Kinderrechte sollten ins Gute-KiTa-Gesetz aufgenommen werden

Die Kinderrechte kommen im neuen KiTa-Gesetz zu kurz

Kinderrechte sollten ins Gute-KiTa-Gesetz aufgenommen werden

In den kommenden vier Jahren werden 5,5 Milliarden Euro für KiTas ausgegeben. Das Deutsche Institut für Menschenrechte fordert, auch die Kinderrechte in den KiTas mit diesem Geld zu stärken. Vermutlich wird es aber für mehr Betreuerinnen und längere Öffnungszeiten ausgegeben.

Kinderrechte sollten durch neues KiTa-Gesetz gestärkt werden

KiRaKa Thema des Tages | 18.10.2018 | 03:01 Min.

Download

Viele von euch waren bestimmt in einer KiTa, bevor ihr in den Kindergarten gekommen seid. Könnt ihr euch noch an die Zeit erinnern? Gab es nette Betreuerinnen und habt ihr euch so richtig wohlgefühlt? KiTas, also Kindertagesstätten, sollen noch besser werden.
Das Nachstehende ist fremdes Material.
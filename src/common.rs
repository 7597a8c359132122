pub mod error;
pub mod time;
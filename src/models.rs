pub mod auth;
pub mod crm;
pub mod dashboard;
pub mod dataset;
Darum kümmert sich die Bundesregierung. Sie bereitet gerade ein Gesetz vor, das auch das Gute-KiTa-Gesetz genannt wird.

Was bedeutet denn dieses neue Gesetz?

Es soll mehr Geld für KiTas geben, damit dort mehr Betreuer für die Kinder da sein können und es längere Öffnungszeiten gibt. Denn manche Eltern arbeiten zu ungewöhnlichen Zeiten und haben mit den Öffnungszeiten Probleme. Das Gesetz ist aber noch nicht fertig. Heute ist es zum ersten Mal im Bundestag vorgelesen worden. Viele Organisationen wollen, dass es noch verbessert wird. Zum Beispiel sollen die Kinderrechte mehr beachtet werden.

Welche Kinderrechte werden in den KiTas denn nicht richtig beachtet?
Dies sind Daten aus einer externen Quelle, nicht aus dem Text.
impl RoleKind {
    pub fn as_str(self) -> &'static str {
        match self {
            RoleKind::MemberOfParliament => "Member of Parliament",
            RoleKind::PoliticalAffiliation => "Political Affiliation",
            RoleKind::CommitteeMember => "Committee Member",
            RoleKind::ParliamentaryAssociation => "Parliamentary Association",
            RoleKind::ElectionCandidate => "Election Candidate",
            RoleKind::ParliamentarianOffice => "Parliamentarian Office",
        }
    }
}

impl FromStr for RoleKind {
    type Err = UnknownVariant;

    fn from_str(s: &str) -> Result<Self, Self::Err> {
        match s {
            "Member of Parliament" => Ok(RoleKind::MemberOfParliament),
            "Political Affiliation" => Ok(RoleKind::PoliticalAffiliation),
            "Committee Member" => Ok(RoleKind::CommitteeMember),
            "Parliamentary Association" => Ok(RoleKind::ParliamentaryAssociation),
            "Election Candidate" => Ok(RoleKind::ElectionCandidate),
            "Parliamentarian Office" => Ok(RoleKind::ParliamentarianOffice),
            other => Err(UnknownVariant {
                kind: "role kind",
                value: other.to_string(),
            }),
        }
    }
}

impl fmt::Display for RoleKind {
    fn fmt(&self, f: &mut fmt::Formatter<'_>) -> fmt::Result {
        f.write_str(self.as_str())
    }
}

#[derive(Debug, Clone, Copy, PartialEq, Eq, Serialize, Deserialize)]
pub enum Chamber {
    HouseOfCommons,
    Senate,
}

impl Chamber {
    /// LEGISinfo originating-chamber code: 1 is the House, everything else Senate.
    pub fn from_chamber_code(code: &str) -> Self {
        if code.trim() == "1" {
            Chamber::HouseOfCommons
        } else {
            Chamber::Senate
        }
    }

    pub fn as_str(self) -> &'static str {
        match self {
            Chamber::HouseOfCommons => "House of Commons",
            Chamber::Senate => "Senate",
        }
    }
}

impl fmt::Display for Chamber {
    fn fmt(&self, f: &mut fmt::Formatter<'_>) -> fmt::Result {
        f.write_str(self.as_str())
    }
}

#[derive(Debug, Clone, Copy, PartialEq, Eq, Serialize, Deserialize)]
pub enum VotePosition {
    Yea,
    Nay,
    Paired,
    Abstained,
}

impl VotePosition {
    pub fn as_str(self) -> &'static str {
        match self {
            VotePosition::Yea => "Yea",
            VotePosition::Nay => "Nay",
            VotePosition::Paired => "Paired",
            VotePosition::Abstained => "Abstained",
        }
    }
}

impl FromStr for VotePosition {
    type Err = UnknownVariant;

    fn from_str(s: &str) -> Result<Self, Self::Err> {
        match s.trim() {
            v if v.eq_ignore_ascii_case("yea") => Ok(VotePosition::Yea),
            v if v.eq_ignore_ascii_case("nay") => Ok(VotePosition::Nay),
            v if v.eq_ignore_ascii_case("paired") => Ok(VotePosition::Paired),
            v if v.eq_ignore_ascii_case("abstained") => Ok(VotePosition::Abstained),
            other => Err(UnknownVariant {
                kind: "vote position",
                value: other.to_string(),
            }),
        }
    }
}

/// Lifecycle state of one bill stage in the progress JSON. The source encodes
/// this as a numeric `State` with a parallel `StateName` string.
#[derive(Debug, Clone, Copy, PartialEq, Eq, Serialize, Deserialize)]
pub enum StageState {
    NotReached,
    NoActivity,
    Completed,
    NotCompleted,
}

impl StageState {
    pub fn from_code(code: i64) -> Option<Self> {
        match code {
            1 => Some(StageState::NotReached),
            2 | 3 => Some(StageState::NoActivity),
            4 => Some(StageState::Completed),
            5 => Some(StageState::NotCompleted),
            _ => None,
        }
    }

    pub fn from_name(name: &str) -> Option<Self> {
        match name.trim() {
            n if n.eq_ignore_ascii_case("not reached") => Some(StageState::NotReached),
            n if n.eq_ignore_ascii_case("no activity") => Some(StageState::NoActivity),
            n if n.eq_ignore_ascii_case("completed") => Some(StageState::Completed),
            n if n.eq_ignore_ascii_case("not completed") => Some(StageState::NotCompleted),
            _ => None,
        }
    }

    pub fn as_str(self) -> &'static str {
        match self {
            StageState::NotReached => "Not reached",
            StageState::NoActivity => "No activity",
            StageState::Completed => "Completed",
            StageState::NotCompleted => "Not completed",
        }
    }
}

/// A time-boxed position held by a member. Append-only: an end date appearing
/// later for a previously open-ended role is never written back.
#[derive(Debug, Clone, PartialEq, Eq, Serialize, Deserialize)]
pub struct Role {
    pub member_id: MemberId,
    pub kind: RoleKind,
    pub start_date: Option<NaiveDate>,
    pub end_date: Option<NaiveDate>,
    pub parliament_number: Option<i32>,
    pub session_number: Option<i32>,
    pub constituency_name: Option<String>,
    pub constituency_province: Option<String>,
    pub party: Option<String>,
    pub committee_name: Option<String>,
    pub affiliation_role_name: Option<String>,
    pub organization_name: Option<String>,
    pub office_role: Option<String>,
    pub election_result: Option<String>,
}

impl Role {
    pub fn new(member_id: MemberId, kind: RoleKind) -> Self {
        Self {
            member_id,
            kind,
            start_date: None,
            end_date: None,
            parliament_number: None,
            session_number: None,
            constituency_name: None,
            constituency_province: None,
            party: None,
            committee_name: None,
            affiliation_role_name: None,
            organization_name: None,
            office_role: None,
            election_result: None,
        }
    }
}

/// One member's recorded position on one division. The source exposes no
/// stable identifier at the member level, so identity is the signature below.
#[derive(Debug, Clone, PartialEq, Eq, Serialize, Deserialize)]
pub struct Vote {
    pub member_id: MemberId,
    pub parliament_number: i32,
    pub session_number: i32,
    pub vote_date: NaiveDate,
    pub vote_topic: String,
    pub subject: String,
    pub vote_result: String,
    pub position: VotePosition,
}

#[derive(Debug, Clone, PartialEq, Eq, Serialize, Deserialize)]
pub struct Bill {
    pub key: BillKey,
    pub status: String,
    pub chamber: Chamber,
    pub short_title: Option<String>,
    pub long_title: Option<String>,
    pub sponsor_name: Option<String>,
    pub sponsor_id: Option<MemberId>,
}

/// One stage event in a bill's lifecycle. A log, not a current-state pointer:
/// a bill accumulates stage rows across syncs as its status advances.
#[derive(Debug, Clone, PartialEq, Eq, Serialize, Deserialize)]
pub struct BillStage {
    pub bill_id: i64,
    pub stage_name: String,
    pub state: StageState,
    pub chamber: Chamber,
    pub observed_date: NaiveDate,
}

/// Enrichment fields the backfill job fills into NULL bill columns.
#[derive(Debug, Clone, Default, PartialEq, Eq, Serialize, Deserialize)]
pub struct BillDetails {
    pub sponsor_name: Option<String>,
    pub bill_type: Option<String>,
    pub introduction_date: Option<NaiveDate>,
    pub summary: Option<String>,
}

impl BillDetails {
    pub fn is_empty(&self) -> bool {
        self.sponsor_name.is_none()
            && self.bill_type.is_none()
            && self.introduction_date.is_none()
            && self.summary.is_none()
    }
}

/// Opaque dedupe signature: a deterministic join of the identity fields of a
/// record. The diff engine compares these without knowing what they mean.
#[derive(Debug, Clone, PartialEq, Eq, Hash)]
pub struct Signature(String);

const SIG_SEP: char = '\u{1f}';

impl Signature {
    pub fn of(parts: &[&str]) -> Self {
        let mut joined = String::new();
        for (i, part) in parts.iter().enumerate() {
            if i > 0 {
                joined.push(SIG_SEP);
            }
            joined.push_str(part);
        }
        Signature(joined)
    }
}

pub trait DedupeSignature {
    fn signature(&self) -> Signature;
}

fn date_part(date: Option<NaiveDate>) -> String {
    date.map(|d| d.to_string()).unwrap_or_default()
}

fn int_part(value: Option<i32>) -> String {
    value.map(|v| v.to_string()).unwrap_or_default()
}

/// Signature constructors are shared between parsed records and store rows so
/// both sides always agree on identity.
pub fn role_signature(
    member_id: MemberId,
    kind: &str,
    start_date: Option<NaiveDate>,
    parliament: Option<i32>,
    session: Option<i32>,
    committee_name: Option<&str>,
    organization_name: Option<&str>,
) -> Signature {
    Signature::of(&[
        &member_id.to_string(),
        kind,
        &date_part(start_date),
        &int_part(parliament),
        &int_part(session),
        committee_name.unwrap_or(""),
        organization_name.unwrap_or(""),
    ])
}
Andersrum: Es gibt eine Menge Kinderrechte, die selbstverständlich in KiTas beachtet werden. Kinder dürfen nicht geschlagen werden. Kinder dürfen nicht zum Arbeiten gezwungen werden. Kinder mit Behinderungen brauchen eine besondere Unterstützung. Aber es gibt Kinderrechte, die nicht so auf der Hand liegen.

Was zählt dazu?

Es gibt einen Satz in den Kinderrechten, der ganz wichtig ist. Die Kinderrechte haben übrigens die Vereinten Nationen aufgeschrieben, auch UN genannt. Das ist die Organisation, in der fast alle Länder der Welt mitmachen und wo wichtige Dinge für alle Menschen der Welt verabredet werden. In den Kinderrechten der UN steht also – Warte, ich les das mal vor: Wenn Erwachsene Entscheidungen über dich treffen, sollen sie zuerst daran denken, was das Beste für dich ist. Also, wenn du ein Kind wärst.

Das klingt, als sei das was völlig Normales. Gerade in einer KiTa.

Es sollte in einer KiTa immer am Wichtigsten sein, was für die Kinder das Beste ist. Im Alltag stehen aber manchmal ganz andere Sachen im Vordergrund: Räume sind oft nicht perfekt auf Kinder eingerichtet. Die Betreuerinnen müssen zu viel arbeiten und sind müde und überanstrengt. Es gibt zu wenige für zu viele Kinder. Das sind Dinge, da fallen Probleme als Erstes auf. Die Kinderrechte, die ein wenig im Verborgenen sind, kann man manchmal schwerer entdecken. Das Kinderrecht auf Mitbestimmung zum Beispiel. Das steh so in den Kinderrechten: Du hast das Recht, deine eigene Meinung mitzuteilen und Erwachsene müssen das, was du sagst, ernst nehmen.

Wenn ein Kleinkind fast noch nicht sprechen kann, ist das aber schwer rauszukriegen.

Da  müssten die Betreuerinnen dann auf den Gesichtsausdruck achten oder auf andere Weise geduldig rausfinden, was für das Kind wichtig ist. Und nur weil es schwer ist, heißt das noch lange nicht, dass kleine Kinder nicht mitbestimmen sollten.